Once you have read the listing, retype all of it exactly.

_Information given:_
▬▬▬
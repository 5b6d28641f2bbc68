//! Ephemeral Diffie-Hellman key agreement over a (mapped) domain.


use crypto_bigint::BoxedUint;
use rand::{CryptoRng, RngCore};
use subtle::ConstantTimeEq;
use zeroize::Zeroizing;

use crate::crypt::{boxed_uint_from_be_slice, boxed_uint_to_be_bytes, boxed_uint_with_precision};
use crate::crypt::elliptic::{AffinePoint, Error, PrimeWeierstrassCurve};


/// Gives up sampling a private key after this many rejected candidates.
const MAX_SAMPLING_ATTEMPTS: usize = 1024;


/// Whether `1 <= scalar < order`.
fn is_valid_private_key(curve: &PrimeWeierstrassCurve, scalar: &BoxedUint) -> bool {
    let order = curve.order();
    if scalar.bits() > order.bits() {
        return false;
    }
    let scalar = boxed_uint_with_precision(scalar, order.bits_precision());
    !bool::from(scalar.is_zero()) && &scalar < order
}


/// A key pair that is used for a single key agreement.
///
/// The private key is wiped when the key pair is dropped or consumed by
/// [`compute_shared_secret`](EphemeralKeyPair::compute_shared_secret).
pub struct EphemeralKeyPair {
    private_key: Zeroizing<BoxedUint>,
    public_key: AffinePoint,
}
impl EphemeralKeyPair {
    /// Generates a key pair whose private key is uniformly distributed in `[1, n - 1]`.
    pub fn generate<R: RngCore + CryptoRng>(curve: &PrimeWeierstrassCurve, rng: &mut R) -> Result<Self, Error> {
        let length = curve.private_key_len_bytes();
        let excess_bits = 8 * length - usize::try_from(curve.order().bits()).unwrap_or(8 * length);
        let top_mask = 0xFFu8.checked_shr(u32::try_from(excess_bits).unwrap_or(8)).unwrap_or(0);

        let mut candidate_bytes = Zeroizing::new(vec![0u8; length]);
        for _ in 0..MAX_SAMPLING_ATTEMPTS {
            rng.fill_bytes(candidate_bytes.as_mut_slice());
            candidate_bytes[0] &= top_mask;
            let candidate = Zeroizing::new(boxed_uint_from_be_slice(&candidate_bytes));
            if is_valid_private_key(curve, &candidate) {
                return Self::from_private_key(curve, &candidate);
            }
        }
        Err(Error::WeakKey)
    }

    /// Derives the key pair belonging to a known private key.
    pub fn from_private_key(curve: &PrimeWeierstrassCurve, private_key: &BoxedUint) -> Result<Self, Error> {
        if !is_valid_private_key(curve, private_key) {
            return Err(Error::WeakKey);
        }
        let public_key = curve.calculate_public_key(private_key)?;
        Ok(Self {
            private_key: Zeroizing::new(private_key.clone()),
            public_key,
        })
    }

    pub fn public_key(&self) -> &AffinePoint {
        &self.public_key
    }

    pub(crate) fn private_key(&self) -> &BoxedUint {
        &self.private_key
    }

    /// Computes the shared secret with the peer's public key and consumes the key pair.
    ///
    /// The secret is the x coordinate of the shared point, encoded with the length of a field
    /// element. Fails with [`Error::InvalidPoint`] if the peer key is not on the curve and with
    /// [`Error::WeakKey`] if it equals our own or the shared point is the point at infinity.
    pub fn compute_shared_secret(self, curve: &PrimeWeierstrassCurve, peer_public_key: &AffinePoint) -> Result<Zeroizing<Vec<u8>>, Error> {
        let coordinate_length = curve.coordinate_len_bytes();
        let ours = curve.encode_point(&self.public_key);
        let theirs = peer_public_key.to_be_bytes(coordinate_length);
        if bool::from(ours.as_slice().ct_eq(theirs.as_slice())) {
            return Err(Error::WeakKey);
        }

        let shared_point = curve.diffie_hellman(&self.private_key, peer_public_key)?;
        Ok(boxed_uint_to_be_bytes(shared_point.x(), coordinate_length))
    }
}


/// Generates an ephemeral key pair over the given domain.
pub fn generate_ephemeral_key_pair<R: RngCore + CryptoRng>(curve: &PrimeWeierstrassCurve, rng: &mut R) -> Result<EphemeralKeyPair, Error> {
    EphemeralKeyPair::generate(curve, rng)
}


#[cfg(test)]
mod tests {
    use super::{generate_ephemeral_key_pair, EphemeralKeyPair};
    use crate::crypt::boxed_uint_from_be_slice;
    use crate::crypt::elliptic::{AffinePoint, Error};
    use crate::crypt::elliptic::curves::{get_brainpool_p256r1, get_nist_p224, get_nist_p521};
    use crypto_bigint::BoxedUint;
    use hex_literal::hex;
    use rand::rngs::OsRng;

    #[test]
    fn test_generated_keys_agree() {
        for curve in [get_nist_p224(), get_brainpool_p256r1(), get_nist_p521()] {
            let terminal = generate_ephemeral_key_pair(&curve, &mut OsRng).unwrap();
            let card = generate_ephemeral_key_pair(&curve, &mut OsRng).unwrap();
            assert!(bool::from(curve.is_on_curve_affine(terminal.public_key())));

            let terminal_public = terminal.public_key().clone();
            let card_public = card.public_key().clone();
            let terminal_secret = terminal.compute_shared_secret(&curve, &card_public).unwrap();
            let card_secret = card.compute_shared_secret(&curve, &terminal_public).unwrap();
            assert_eq!(terminal_secret, card_secret);
            assert_eq!(terminal_secret.len(), curve.coordinate_len_bytes());
        }
    }

    #[test]
    fn test_shared_secret_is_padded() {
        // P-521 coordinates take 66 bytes even when the top byte is zero
        let curve = get_nist_p521();
        let key_pair = EphemeralKeyPair::from_private_key(&curve, &BoxedUint::from(2u64)).unwrap();
        let secret = key_pair.compute_shared_secret(&curve, curve.generator()).unwrap();
        assert_eq!(secret.len(), 66);
    }

    #[test]
    fn test_invalid_private_keys() {
        let curve = get_brainpool_p256r1();
        assert_eq!(EphemeralKeyPair::from_private_key(&curve, &BoxedUint::zero()).map(|_| ()), Err(Error::WeakKey));
        assert_eq!(EphemeralKeyPair::from_private_key(&curve, curve.order()).map(|_| ()), Err(Error::WeakKey));
    }

    #[test]
    fn test_peer_key_validation() {
        let curve = get_brainpool_p256r1();
        let private_key = boxed_uint_from_be_slice(&hex!("
            A73FB703 AC1436A1 8E0CFA5A BB3F7BEC
            7A070E7A 6788486B EE230C4A 22762595
        "));

        let key_pair = EphemeralKeyPair::from_private_key(&curve, &private_key).unwrap();
        let own_public = key_pair.public_key().clone();
        assert_eq!(key_pair.compute_shared_secret(&curve, &own_public).map(|_| ()), Err(Error::WeakKey));

        let key_pair = EphemeralKeyPair::from_private_key(&curve, &private_key).unwrap();
        let off_curve = AffinePoint::new(BoxedUint::from(1u64), BoxedUint::from(1u64));
        assert_eq!(key_pair.compute_shared_secret(&curve, &off_curve).map(|_| ()), Err(Error::InvalidPoint));
    }
}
▬▬▬
_Solution for this exercise:_
repository 5b6d28641f2bbc68
//! Ephemeral Diffie-Hellman key agreement over a (mapped) domain.


use crypto_bigint::BoxedUint;
use rand::{CryptoRng, RngCore};
use subtle::ConstantTimeEq;
use zeroize::Zeroizing;

use crate::crypt::{boxed_uint_from_be_slice, boxed_uint_to_be_bytes, boxed_uint_with_precision};
use crate::crypt::elliptic::{AffinePoint, Error, PrimeWeierstrassCurve};


/// Gives up sampling a private key after this many rejected candidates.
const MAX_SAMPLING_ATTEMPTS: usize = 1024;


/// Whether `1 <= scalar < order`.
fn is_valid_private_key(curve: &PrimeWeierstrassCurve, scalar: &BoxedUint) -> bool {
    let order = curve.order();
    if scalar.bits() > order.bits() {
        return false;
    }
    let scalar = boxed_uint_with_precision(scalar, order.bits_precision());
    !bool::from(scalar.is_zero()) && &scalar < order
}


/// A key pair that is used for a single key agreement.
///
/// The private key is wiped when the key pair is dropped or consumed by
/// [`compute_shared_secret`](EphemeralKeyPair::compute_shared_secret).
pub struct EphemeralKeyPair {
    private_key: Zeroizing<BoxedUint>,
    public_key: AffinePoint,
}
impl EphemeralKeyPair {
    /// Generates a key pair whose private key is uniformly distributed in `[1, n - 1]`.
    pub fn generate<R: RngCore + CryptoRng>(curve: &PrimeWeierstrassCurve, rng: &mut R) -> Result<Self, Error> {
        let length = curve.private_key_len_bytes();
        let excess_bits = 8 * length - usize::try_from(curve.order().bits()).unwrap_or(8 * length);
        let top_mask = 0xFFu8.checked_shr(u32::try_from(excess_bits).unwrap_or(8)).unwrap_or(0);

        let mut candidate_bytes = Zeroizing::new(vec![0u8; length]);
        for _ in 0..MAX_SAMPLING_ATTEMPTS {
            rng.fill_bytes(candidate_bytes.as_mut_slice());
            candidate_bytes[0] &= top_mask;
            let candidate = Zeroizing::new(boxed_uint_from_be_slice(&candidate_bytes));
            if is_valid_private_key(curve, &candidate) {
                return Self::from_private_key(curve, &candidate);
            }
        }
        Err(Error::WeakKey)
    }

    /// Derives the key pair belonging to a known private key.
    pub fn from_private_key(curve: &PrimeWeierstrassCurve, private_key: &BoxedUint) -> Result<Self, Error> {
        if !is_valid_private_key(curve, private_key) {
            return Err(Error::WeakKey);
        }
        let public_key = curve.calculate_public_key(private_key)?;
        Ok(Self {
            private_key: Zeroizing::new(private_key.clone()),
            public_key,
        })
    }

    pub fn public_key(&self) -> &AffinePoint {
        &self.public_key
    }

    pub(crate) fn private_key(&self) -> &BoxedUint {
        &self.private_key
    }

    /// Computes the shared secret with the peer's public key and consumes the key pair.
    ///
    /// The secret is the x coordinate of the shared point, encoded with the length of a field
    /// element. Fails with [`Error::InvalidPoint`] if the peer key is not on the curve and with
    /// [`Error::WeakKey`] if it equals our own or the shared point is the point at infinity.
    pub fn compute_shared_secret(self, curve: &PrimeWeierstrassCurve, peer_public_key: &AffinePoint) -> Result<Zeroizing<Vec<u8>>, Error> {
        let coordinate_length = curve.coordinate_len_bytes();
        let ours = curve.encode_point(&self.public_key);
        let theirs = peer_public_key.to_be_bytes(coordinate_length);
        if bool::from(ours.as_slice().ct_eq(theirs.as_slice())) {
            return Err(Error::WeakKey);
        }

        let shared_point = curve.diffie_hellman(&self.private_key, peer_public_key)?;
        Ok(boxed_uint_to_be_bytes(shared_point.x(), coordinate_length))
    }
}


/// Generates an ephemeral key pair over the given domain.
pub fn generate_ephemeral_key_pair<R: RngCore + CryptoRng>(curve: &PrimeWeierstrassCurve, rng: &mut R) -> Result<EphemeralKeyPair, Error> {
    EphemeralKeyPair::generate(curve, rng)
}


#[cfg(test)]
mod tests {
    use super::{generate_ephemeral_key_pair, EphemeralKeyPair};
    use crate::crypt::boxed_uint_from_be_slice;
    use crate::crypt::elliptic::{AffinePoint, Error};
    use crate::crypt::elliptic::curves::{get_brainpool_p256r1, get_nist_p224, get_nist_p521};
    use crypto_bigint::BoxedUint;
    use hex_literal::hex;
    use rand::rngs::OsRng;

    #[test]
    fn test_generated_keys_agree() {
        for curve in [get_nist_p224(), get_brainpool_p256r1(), get_nist_p521()] {
            let terminal = generate_ephemeral_key_pair(&curve, &mut OsRng).unwrap();
            let card = generate_ephemeral_key_pair(&curve, &mut OsRng).unwrap();
            assert!(bool::from(curve.is_on_curve_affine(terminal.public_key())));

            let terminal_public = terminal.public_key().clone();
            let card_public = card.public_key().clone();
            let terminal_secret = terminal.compute_shared_secret(&curve, &card_public).unwrap();
            let card_secret = card.compute_shared_secret(&curve, &terminal_public).unwrap();
            assert_eq!(terminal_secret, card_secret);
            assert_eq!(terminal_secret.len(), curve.coordinate_len_bytes());
        }
    }

    #[test]
    fn test_shared_secret_is_padded() {
        // P-521 coordinates take 66 bytes even when the top byte is zero
        let curve = get_nist_p521();
        let key_pair = EphemeralKeyPair::from_private_key(&curve, &BoxedUint::from(2u64)).unwrap();
        let secret = key_pair.compute_shared_secret(&curve, curve.generator()).unwrap();
        assert_eq!(secret.len(), 66);
    }

    #[test]
    fn test_invalid_private_keys() {
        let curve = get_brainpool_p256r1();
        assert_eq!(EphemeralKeyPair::from_private_key(&curve, &BoxedUint::zero()).map(|_| ()), Err(Error::WeakKey));
        assert_eq!(EphemeralKeyPair::from_private_key(&curve, curve.order()).map(|_| ()), Err(Error::WeakKey));
    }

    #[test]
    fn test_peer_key_validation() {
        let curve = get_brainpool_p256r1();
        let private_key = boxed_uint_from_be_slice(&hex!("
            A73FB703 AC1436A1 8E0CFA5A BB3F7BEC
            7A070E7A 6788486B EE230C4A 22762595
        "));

        let key_pair = EphemeralKeyPair::from_private_key(&curve, &private_key).unwrap();
        let own_public = key_pair.public_key().clone();
        assert_eq!(key_pair.compute_shared_secret(&curve, &own_public).map(|_| ()), Err(Error::WeakKey));

        let key_pair = EphemeralKeyPair::from_private_key(&curve, &private_key).unwrap();
        let off_curve = AffinePoint::new(BoxedUint::from(1u64), BoxedUint::from(1u64));
        assert_eq!(key_pair.compute_shared_secret(&curve, &off_curve).map(|_| ()), Err(Error::InvalidPoint));
    }
}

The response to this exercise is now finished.